En todo el tiempo que he pasado en Rio he vivido en un hotel en Copacabana, en un piso monísimo en General Ossorio, en un piso no tan mono pero más grande en Ipanema, en un piso increíble y maravilloso en la mejor esquina de Ipanema y en un piso muy coqueto y lleno de bichos (decorativos) en Arpoador, y si algo tienen en común todos estos alojamientos, a parte de ser escandalosamente caros, es que jamás tuve Internet desde el primer momento, en algunos casos no tuve Internet en ningún momento.

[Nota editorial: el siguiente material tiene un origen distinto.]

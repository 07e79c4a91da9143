use async_trait::async_trait;
use std::sync::Arc;
use std::time::Duration;

use crate::models::CandidateBatch;
use crate::services::{CatalogProvider, StoreError};

/// In-process catalog snapshot cache.
///
/// The catalog is refreshed by a batch pipeline, so a short-lived snapshot can
/// serve consecutive ranking requests without re-fetching every row.
pub struct CachedCatalog {
    inner: Arc<dyn CatalogProvider>,
    cache: moka::future::Cache<String, CandidateBatch>,
}

impl CachedCatalog {
    pub fn new(inner: Arc<dyn CatalogProvider>, max_entries: u64, ttl_secs: u64) -> Self {
        let cache = moka::future::CacheBuilder::new(max_entries)
            .time_to_live(Duration::from_secs(ttl_secs))
            .build();

        Self { inner, cache }
    }

    /// Drop every cached snapshot, e.g. after a catalog refresh
    pub fn invalidate_all(&self) {
        self.cache.invalidate_all();
        tracing::debug!("Catalog cache invalidated");
    }
}

#[async_trait]
impl CatalogProvider for CachedCatalog {
    async fn fetch_candidates(&self, limit: usize) -> Result<CandidateBatch, StoreError> {
        let key = CacheKey::catalog(limit);

        if let Some(batch) = self.cache.get(&key).await {
            tracing::trace!("Catalog cache hit: {}", key);
            return Ok(batch);
        }

        tracing::trace!("Catalog cache miss: {}", key);
        let batch = self.inner.fetch_candidates(limit).await?;
        self.cache.insert(key, batch.clone()).await;
        Ok(batch)
    }
}

/// Cache key builder
pub struct CacheKey;

impl CacheKey {
    /// Build a cache key for a catalog snapshot of a given size
    pub fn catalog(limit: usize) -> String {
        format!("catalog:{}", limit)
    }
}
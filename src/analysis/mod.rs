//! Offline analysis of captured bios
//!
//! Consumes the ordered record collection produced by a capture run and picks
//! out users whose bios list convention or offline event schedules. Matching is
//! keyword and pattern based:
//! - [`has_schedule_info`]: whether a bio mentions a schedule at all
//! - [`extract_schedule_lines`]: the individual schedule lines of a bio
//! - [`classify`]: coarse account categories
//! - [`llm_prompt`]: a prompt for structured extraction by an external model

pub mod bio;
pub mod keywords;
pub mod prompt;

pub use bio::{classify, extract_schedule_lines, format_followers, has_schedule_info, matched_event_keywords, snippet};
pub use prompt::llm_prompt;

use crate::capture::ProfileRecord;
use crate::output::{NO_BIO, RULE_WIDTH};
use indexmap::IndexMap;
use serde::Serialize;
use std::fmt::Write as _;

pub const SCHEDULE_SUMMARY_FILE: &str = "schedule_summary.txt";
pub const SCHEDULE_JSON_FILE: &str = "schedule_users.json";
pub const PROMPT_FILE: &str = "extract_schedule_prompt.txt";

/// One user with schedule information, as written to JSON
#[derive(Debug, Clone, PartialEq, Eq, Serialize)]
pub struct ScheduleEntry {
    pub nickname: String,
    pub signature: String,
    pub follower_count: u64,
    pub category: String,
    pub schedule_lines: Vec<String>,
    pub profile_url: String,
}

impl ScheduleEntry {
    pub fn from_record(record: &ProfileRecord) -> Self {
        Self {
            nickname: record.nickname.clone(),
            signature: record.signature.clone(),
            follower_count: record.follower_count,
            category: classify(&record.signature),
            schedule_lines: extract_schedule_lines(&record.signature),
            profile_url: record.profile_url(),
        }
    }
}

/// Records split by whether their bio lists a schedule
#[derive(Debug, Clone)]
pub struct ScheduleReport<'a> {
    pub total: usize,
    pub schedule_users: Vec<&'a ProfileRecord>,
    pub others: Vec<&'a ProfileRecord>,

    /// Category counts over all records, most common first
    pub categories: Vec<(String, usize)>,
}

/// Partition records and count categories
pub fn analyze(records: &[ProfileRecord]) -> ScheduleReport<'_> {
    let (schedule_users, others): (Vec<_>, Vec<_>) =
        records.iter().partition(|record| has_schedule_info(&record.signature));

    let mut counts: IndexMap<String, usize> = IndexMap::new();
    for record in records {
        *counts.entry(classify(&record.signature)).or_insert(0) += 1;
    }
    let mut categories: Vec<_> = counts.into_iter().collect();
    // Stable sort keeps first-seen order among equal counts
    categories.sort_by(|a, b| b.1.cmp(&a.1));

    ScheduleReport {
        total: records.len(),
        schedule_users,
        others,
        categories,
    }
}

impl ScheduleReport<'_> {
    pub fn entries(&self) -> Vec<ScheduleEntry> {
        self.schedule_users
            .iter()
            .map(|record| ScheduleEntry::from_record(record))
            .collect()
    }

    /// Numbered listing of schedule users; bios without extractable lines are
    /// shown as a snippet of `snippet_chars` characters
    pub fn render_schedules(&self, snippet_chars: usize, with_links: bool) -> String {
        let mut out = String::new();

        for (i, record) in self.schedule_users.iter().enumerate() {
            let _ = writeln!(
                out,
                "[{}] {}  ({} followers)  [{}]",
                i + 1,
                record.nickname,
                format_followers(record.follower_count),
                classify(&record.signature)
            );

            let lines = extract_schedule_lines(&record.signature);
            if lines.is_empty() {
                let _ = writeln!(out, "    📝 {}", snippet(&record.signature, snippet_chars));
            } else {
                for line in lines {
                    let _ = writeln!(out, "    📅 {}", line);
                }
            }
            if with_links {
                let _ = writeln!(out, "    🔗 {}", record.profile_url());
            }
            out.push('\n');
        }

        out
    }

    pub fn render_categories(&self) -> String {
        let mut out = String::from("Categories:\n");
        for (category, count) in &self.categories {
            let _ = writeln!(out, "  {}: {}", category, count);
        }
        out
    }

    /// One line per user without schedule information
    pub fn render_others(&self) -> String {
        let mut out = String::new();
        for record in &self.others {
            let bio = snippet(&record.signature, 60);
            let bio = if bio.trim().is_empty() { NO_BIO.to_string() } else { bio };
            let _ = writeln!(out, "  {}: {}", record.nickname, bio);
        }
        out
    }

    /// Contents of the schedule summary file
    pub fn render_summary_file(&self) -> String {
        let mut out = String::new();
        let _ = writeln!(out, "Convention / offline schedule summary (from {} users)", self.total);
        let _ = writeln!(out, "Generated: {}", chrono::Local::now().format("%Y-%m-%d %H:%M:%S"));
        let _ = writeln!(out, "With schedule information: {} users", self.schedule_users.len());
        let _ = writeln!(out, "{}\n", "=".repeat(RULE_WIDTH));
        out.push_str(&self.render_schedules(120, true));
        out
    }
}

#[cfg(test)]
mod tests {
    use super::*;

    fn records() -> Vec<ProfileRecord> {
        vec![
            ProfileRecord::new("1")
                .with_nickname("Alice")
                .with_signature("coser\n2.8深圳 漫展")
                .with_sec_uid("A1")
                .with_follower_count(15000),
            ProfileRecord::new("2").with_nickname("Bob").with_signature("just vibes"),
            ProfileRecord::new("3").with_nickname("Carol").with_signature("近期有线下活动"),
            ProfileRecord::new("4").with_nickname("Dan"),
        ]
    }

    #[test]
    fn test_analyze_partitions_in_order() {
        let records = records();
        let report = analyze(&records);

        let names: Vec<_> = report.schedule_users.iter().map(|r| r.nickname.as_str()).collect();
        assert_eq!(names, ["Alice", "Carol"]);
        assert_eq!(report.others.len(), 2);
        assert_eq!(report.total, 4);
    }

    #[test]
    fn test_category_histogram_sorted() {
        let records = records();
        let report = analyze(&records);

        assert_eq!(report.categories[0], ("Other".to_string(), 2));
        let total: usize = report.categories.iter().map(|(_, n)| n).sum();
        assert_eq!(total, 4);
    }

    #[test]
    fn test_entries() {
        let records = records();
        let entries = analyze(&records).entries();

        assert_eq!(entries[0].category, "Coser");
        assert_eq!(entries[0].schedule_lines, vec!["2.8深圳 漫展"]);
        assert_eq!(entries[0].profile_url, "https://www.douyin.com/user/A1");
    }

    #[test]
    fn test_render_schedules() {
        let records = records();
        let text = analyze(&records).render_schedules(100, true);

        assert!(text.contains("[1] Alice  (1.5w followers)  [Coser]"));
        assert!(text.contains("    📅 2.8深圳 漫展"));
        assert!(text.contains("    🔗 https://www.douyin.com/user/A1"));
        assert!(text.contains("[2] Carol"));
    }

    #[test]
    fn test_render_others() {
        let records = records();
        let text = analyze(&records).render_others();
        assert!(text.contains("  Bob: just vibes"));
        assert!(text.contains("  Dan: (no bio)"));
    }
}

Mi casero y yo hemos llegado a la conclusión de que el trio Rio-Internet-Bárbara no funciona, todo lo que esté dentro de ese triángulo desaparece, entre lo que está mi puñetera conexión. De hecho estoy aquí en Rio con otros cinco compañeros y se niegan a que esté en sus pisos cuando van a conectarse porque dan por hecho que les gafaré, nadie me quiere cerca de un módem. Y razones no les faltan.